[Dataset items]

####

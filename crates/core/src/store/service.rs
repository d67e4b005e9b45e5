//! Profile store - owns the ordered profile list and its load state

use std::collections::HashSet;

use serde::Serialize;
use swipedeck_domain::{FetchError, LoadState, Profile, ProfileId};
use tokio::sync::watch;
use tracing::{debug, info, warn};

use super::ports::ProfileFetcher;

/// Identifies one `begin_load` / `complete_load` pair.
///
/// Tickets only label log lines; they do not gate installation, so the last
/// response to complete always wins.
#[derive(Debug, Clone, Copy, PartialEq, Eq, PartialOrd, Ord, Hash, Serialize)]
pub struct LoadTicket(u64);

impl LoadTicket {
    pub fn value(self) -> u64 {
        self.0
    }
}

/// Consistent view of the store published to subscribers.
///
/// The list and the load state always come from the same mutation.
#[derive(Debug, Clone, Default, PartialEq, Serialize)]
pub struct StoreSnapshot {
    pub profiles: Vec<Profile>,
    pub load_state: LoadState,
    /// Incremented on every published change
    pub revision: u64,
}

impl StoreSnapshot {
    /// Top of the stack (last element)
    pub fn top(&self) -> Option<&Profile> {
        self.profiles.last()
    }
}

/// Owner of the profile list.
///
/// All mutation goes through `&mut self`, so a single owner serializes
/// writes. Observers receive snapshots over a watch channel.
pub struct ProfileStore {
    profiles: Vec<Profile>,
    load_state: LoadState,
    revision: u64,
    next_ticket: u64,
    publisher: watch::Sender<StoreSnapshot>,
}

impl Default for ProfileStore {
    fn default() -> Self {
        Self::new()
    }
}

impl ProfileStore {
    /// Create an empty store in the `Idle` state
    pub fn new() -> Self {
        let (publisher, _) = watch::channel(StoreSnapshot::default());
        Self {
            profiles: Vec::new(),
            load_state: LoadState::Idle,
            revision: 0,
            next_ticket: 0,
            publisher,
        }
    }

    /// Subscribe to published snapshots
    pub fn subscribe(&self) -> watch::Receiver<StoreSnapshot> {
        self.publisher.subscribe()
    }

    /// Owned copy of the current state
    pub fn snapshot(&self) -> StoreSnapshot {
        StoreSnapshot {
            profiles: self.profiles.clone(),
            load_state: self.load_state.clone(),
            revision: self.revision,
        }
    }

    /// Borrow the ordered list (bottom first, top last)
    pub fn profiles(&self) -> &[Profile] {
        &self.profiles
    }

    pub fn load_state(&self) -> &LoadState {
        &self.load_state
    }

    pub fn top(&self) -> Option<&Profile> {
        self.profiles.last()
    }

    pub fn is_empty(&self) -> bool {
        self.profiles.is_empty()
    }

    /// Enter `Loading` and hand out a ticket for the matching completion.
    ///
    /// Callable from any state; in-flight loads are not cancelled.
    pub fn begin_load(&mut self) -> LoadTicket {
        self.next_ticket += 1;
        let ticket = LoadTicket(self.next_ticket);
        self.load_state = LoadState::Loading;
        info!(ticket = ticket.value(), "profile load started");
        self.publish();
        ticket
    }

    /// Install the outcome of a fetch.
    ///
    /// Success replaces the whole list and flips to `Loaded(None)` in one
    /// published snapshot. Failure keeps the list and records the error.
    pub fn complete_load(&mut self, ticket: LoadTicket, result: Result<Vec<Profile>, FetchError>) {
        if ticket.value() < self.next_ticket {
            debug!(
                ticket = ticket.value(),
                latest = self.next_ticket,
                "installing result of an earlier load request"
            );
        }

        match result {
            Ok(profiles) => {
                self.profiles = dedupe_by_id(profiles);
                self.load_state = LoadState::Loaded(None);
                info!(ticket = ticket.value(), count = self.profiles.len(), "profile load completed");
            }
            Err(err) => {
                warn!(ticket = ticket.value(), kind = err.label(), error = %err, "profile load failed");
                self.load_state = LoadState::Loaded(Some(err));
            }
        }
        self.publish();
    }

    /// Run a full load against `fetcher` on the caller's task.
    pub async fn load(&mut self, fetcher: &dyn ProfileFetcher) -> &LoadState {
        let ticket = self.begin_load();
        let result = fetcher.fetch().await;
        self.complete_load(ticket, result);
        &self.load_state
    }

    /// Remove the profile with `id`, wherever it sits in the list.
    ///
    /// Returns `None` without publishing when the id is absent.
    pub fn remove(&mut self, id: ProfileId) -> Option<Profile> {
        let Some(index) = self.profiles.iter().position(|p| p.id == id) else {
            debug!(id, "remove ignored: profile not present");
            return None;
        };
        let removed = self.profiles.remove(index);
        debug!(id, remaining = self.profiles.len(), "profile removed");
        self.publish();
        Some(removed)
    }

    fn publish(&mut self) {
        self.revision += 1;
        self.publisher.send_replace(self.snapshot());
    }
}

/// Keep the first occurrence of each id, preserving order.
fn dedupe_by_id(profiles: Vec<Profile>) -> Vec<Profile> {
    let mut seen = HashSet::with_capacity(profiles.len());
    let before = profiles.len();
    let unique: Vec<Profile> = profiles.into_iter().filter(|p| seen.insert(p.id)).collect();
    if unique.len() != before {
        warn!(dropped = before - unique.len(), "duplicate profile ids dropped from payload");
    }
    unique
}
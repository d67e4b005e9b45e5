//! Swipe gesture values

use serde::{Deserialize, Serialize};

use crate::impl_domain_status_conversions;

/// Pointer delta from the start of a gesture
#[derive(Debug, Clone, Copy, Default, PartialEq, Serialize, Deserialize)]
pub struct Translation {
    pub x: f64,
    pub y: f64,
}

impl Translation {
    pub const ZERO: Self = Self { x: 0.0, y: 0.0 };

    pub fn new(x: f64, y: f64) -> Self {
        Self { x, y }
    }

    /// Euclidean distance from the gesture origin.
    pub fn magnitude(&self) -> f64 {
        self.x.hypot(self.y)
    }
}

/// Outcome of a finished drag
#[derive(Debug, Clone, Copy, PartialEq, Eq, Serialize, Deserialize)]
#[serde(rename_all = "snake_case")]
pub enum SwipeDecision {
    /// Right swipe past the threshold
    Liked,
    /// Left swipe past the threshold
    Passed,
    /// Released inside the threshold; the card snaps back
    Cancelled,
}

impl_domain_status_conversions!(SwipeDecision {
    Liked => "liked",
    Passed => "passed",
    Cancelled => "cancelled",
});

impl SwipeDecision {
    /// Classify a release using horizontal travel only.
    ///
    /// Crossing requires strictly exceeding `threshold` in either direction.
    pub fn from_horizontal(x: f64, threshold: f64) -> Self {
        if x > threshold {
            Self::Liked
        } else if x < -threshold {
            Self::Passed
        } else {
            Self::Cancelled
        }
    }

    /// `Some(liked)` for resolved swipes, `None` for a snap-back.
    pub fn liked(self) -> Option<bool> {
        match self {
            Self::Liked => Some(true),
            Self::Passed => Some(false),
            Self::Cancelled => None,
        }
    }
}
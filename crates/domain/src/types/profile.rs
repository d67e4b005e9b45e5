//! Profile records
//!
//! Profiles arrive from the list endpoint with unreliable optional fields.
//! Only `id` is mandatory; everything else may be missing or `null`.

use std::hash::{Hash, Hasher};

use serde::{Deserialize, Serialize};
use url::Url;

use crate::constants::{NO_EMAIL_LABEL, NO_NAME_LABEL};

/// Stable profile identity
pub type ProfileId = i64;

/// A single profile card.
///
/// Equality and hashing use `id` only, so two snapshots of the same person
/// compare equal even if their optional fields differ.
#[derive(Debug, Clone, Serialize, Deserialize)]
#[serde(rename_all = "camelCase")]
pub struct Profile {
    pub id: ProfileId,
    pub first_name: Option<String>,
    pub last_name: Option<String>,
    pub name: Option<String>,
    pub email: Option<String>,
    #[serde(rename = "avatar")]
    pub avatar_url: Option<String>,
}

impl Profile {
    /// Create a profile with only its identity set.
    pub fn new(id: ProfileId) -> Self {
        Self { id, first_name: None, last_name: None, name: None, email: None, avatar_url: None }
    }

    pub fn with_name(mut self, name: impl Into<String>) -> Self {
        self.name = Some(name.into());
        self
    }

    pub fn with_names(mut self, first: impl Into<String>, last: impl Into<String>) -> Self {
        self.first_name = Some(first.into());
        self.last_name = Some(last.into());
        self
    }

    pub fn with_email(mut self, email: impl Into<String>) -> Self {
        self.email = Some(email.into());
        self
    }

    pub fn with_avatar(mut self, avatar: impl Into<String>) -> Self {
        self.avatar_url = Some(avatar.into());
        self
    }

    /// `first_name` and `last_name` joined by a single space.
    ///
    /// Missing parts render as empty strings, so a profile without either
    /// yields `" "`. `name` is deliberately not consulted.
    pub fn display_name(&self) -> String {
        format!(
            "{} {}",
            self.first_name.as_deref().unwrap_or_default(),
            self.last_name.as_deref().unwrap_or_default()
        )
    }

    /// Label printed on the card face.
    pub fn card_title(&self) -> &str {
        self.name.as_deref().unwrap_or(NO_NAME_LABEL)
    }

    /// Where the card image should come from.
    pub fn avatar_source(&self) -> AvatarSource {
        self.avatar_url
            .as_deref()
            .and_then(|raw| Url::parse(raw).ok())
            .map_or(AvatarSource::Placeholder, AvatarSource::Remote)
    }
}

impl PartialEq for Profile {
    fn eq(&self, other: &Self) -> bool {
        self.id == other.id
    }
}

impl Eq for Profile {}

impl Hash for Profile {
    fn hash<H: Hasher>(&self, state: &mut H) {
        self.id.hash(state);
    }
}

/// Image to show for a profile
#[derive(Debug, Clone, PartialEq, Eq)]
pub enum AvatarSource {
    Remote(Url),
    /// Bundled fallback artwork
    Placeholder,
}

/// Progress reported by the opaque image loading capability
#[derive(Debug, Clone, Copy, PartialEq, Eq)]
pub enum ImagePhase {
    Pending,
    Loaded,
    Failed,
}

/// What the card should draw for its image slot
#[derive(Debug, Clone, PartialEq, Eq)]
pub enum AvatarView {
    /// Image still downloading
    Progress,
    Image(Url),
    Placeholder,
}

impl AvatarSource {
    /// Resolve what the view should draw for a given loading phase.
    pub fn resolve(&self, phase: ImagePhase) -> AvatarView {
        match (self, phase) {
            (Self::Placeholder, _) | (Self::Remote(_), ImagePhase::Failed) => {
                AvatarView::Placeholder
            }
            (Self::Remote(_), ImagePhase::Pending) => AvatarView::Progress,
            (Self::Remote(url), ImagePhase::Loaded) => AvatarView::Image(url.clone()),
        }
    }
}

/// View model handed to the detail presenter after a tap
#[derive(Debug, Clone, PartialEq, Eq)]
pub struct ProfileDetail {
    pub id: ProfileId,
    pub title: String,
    pub email: String,
    pub avatar: AvatarSource,
}

impl From<&Profile> for ProfileDetail {
    fn from(profile: &Profile) -> Self {
        Self {
            id: profile.id,
            title: profile.card_title().to_string(),
            email: profile.email.as_deref().unwrap_or(NO_EMAIL_LABEL).to_string(),
            avatar: profile.avatar_source(),
        }
    }
}
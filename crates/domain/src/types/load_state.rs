//! Fetch lifecycle state

use serde::{Deserialize, Serialize};

use crate::errors::FetchError;

/// Where the profile list is in its fetch lifecycle.
///
/// `Idle → Loading` on fetch start, `Loading → Loaded(None)` on success,
/// `Loading → Loaded(Some(e))` on failure. A re-fetch re-enters `Loading`
/// from any state.
#[derive(Debug, Clone, Default, PartialEq, Eq, Serialize, Deserialize)]
#[serde(tag = "state", content = "error", rename_all = "snake_case")]
pub enum LoadState {
    #[default]
    Idle,
    Loading,
    Loaded(Option<FetchError>),
}

impl LoadState {
    pub fn is_loading(&self) -> bool {
        matches!(self, Self::Loading)
    }

    /// Error from the most recent completed fetch, if it failed.
    pub fn error(&self) -> Option<&FetchError> {
        match self {
            Self::Loaded(Some(err)) => Some(err),
            _ => None,
        }
    }

    /// Human-readable message for the presentation layer.
    pub fn error_message(&self) -> Option<String> {
        self.error().map(ToString::to_string)
    }
}
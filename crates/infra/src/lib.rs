//! # SwipeDeck Infrastructure
//!
//! Infrastructure implementations of core ports.
//!
//! This crate contains:
//! - The HTTP transport and the remote profile fetcher
//! - Configuration loading from environment and files
//! - Logging setup
//! - The runtime context that wires them to the deck controller
//!
//! ## Architecture
//! - Implements traits defined in `swipedeck-core`
//! - Contains all "impure" code (network, filesystem, environment)

pub mod config;
pub mod context;
pub mod errors;
pub mod fetcher;
pub mod http;
pub mod observability;

// Re-export commonly used items
pub use context::DeckRuntime;
pub use errors::InfraError;
pub use fetcher::HttpProfileFetcher;
pub use http::{HttpClient, HttpClientBuilder};
pub use observability::init_tracing;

####

**Exercise goal**
Throughout the records above, find the lines in which the word "FetchError" appears and return them.

**Solution to this task**
use swipedeck_domain::{FetchError, LoadState, Profile, ProfileId};
    pub fn complete_load(&mut self, ticket: LoadTicket, result: Result<Vec<Profile>, FetchError>) {
use crate::errors::FetchError;
    Loaded(Option<FetchError>),
    pub fn error(&self) -> Option<&FetchError> {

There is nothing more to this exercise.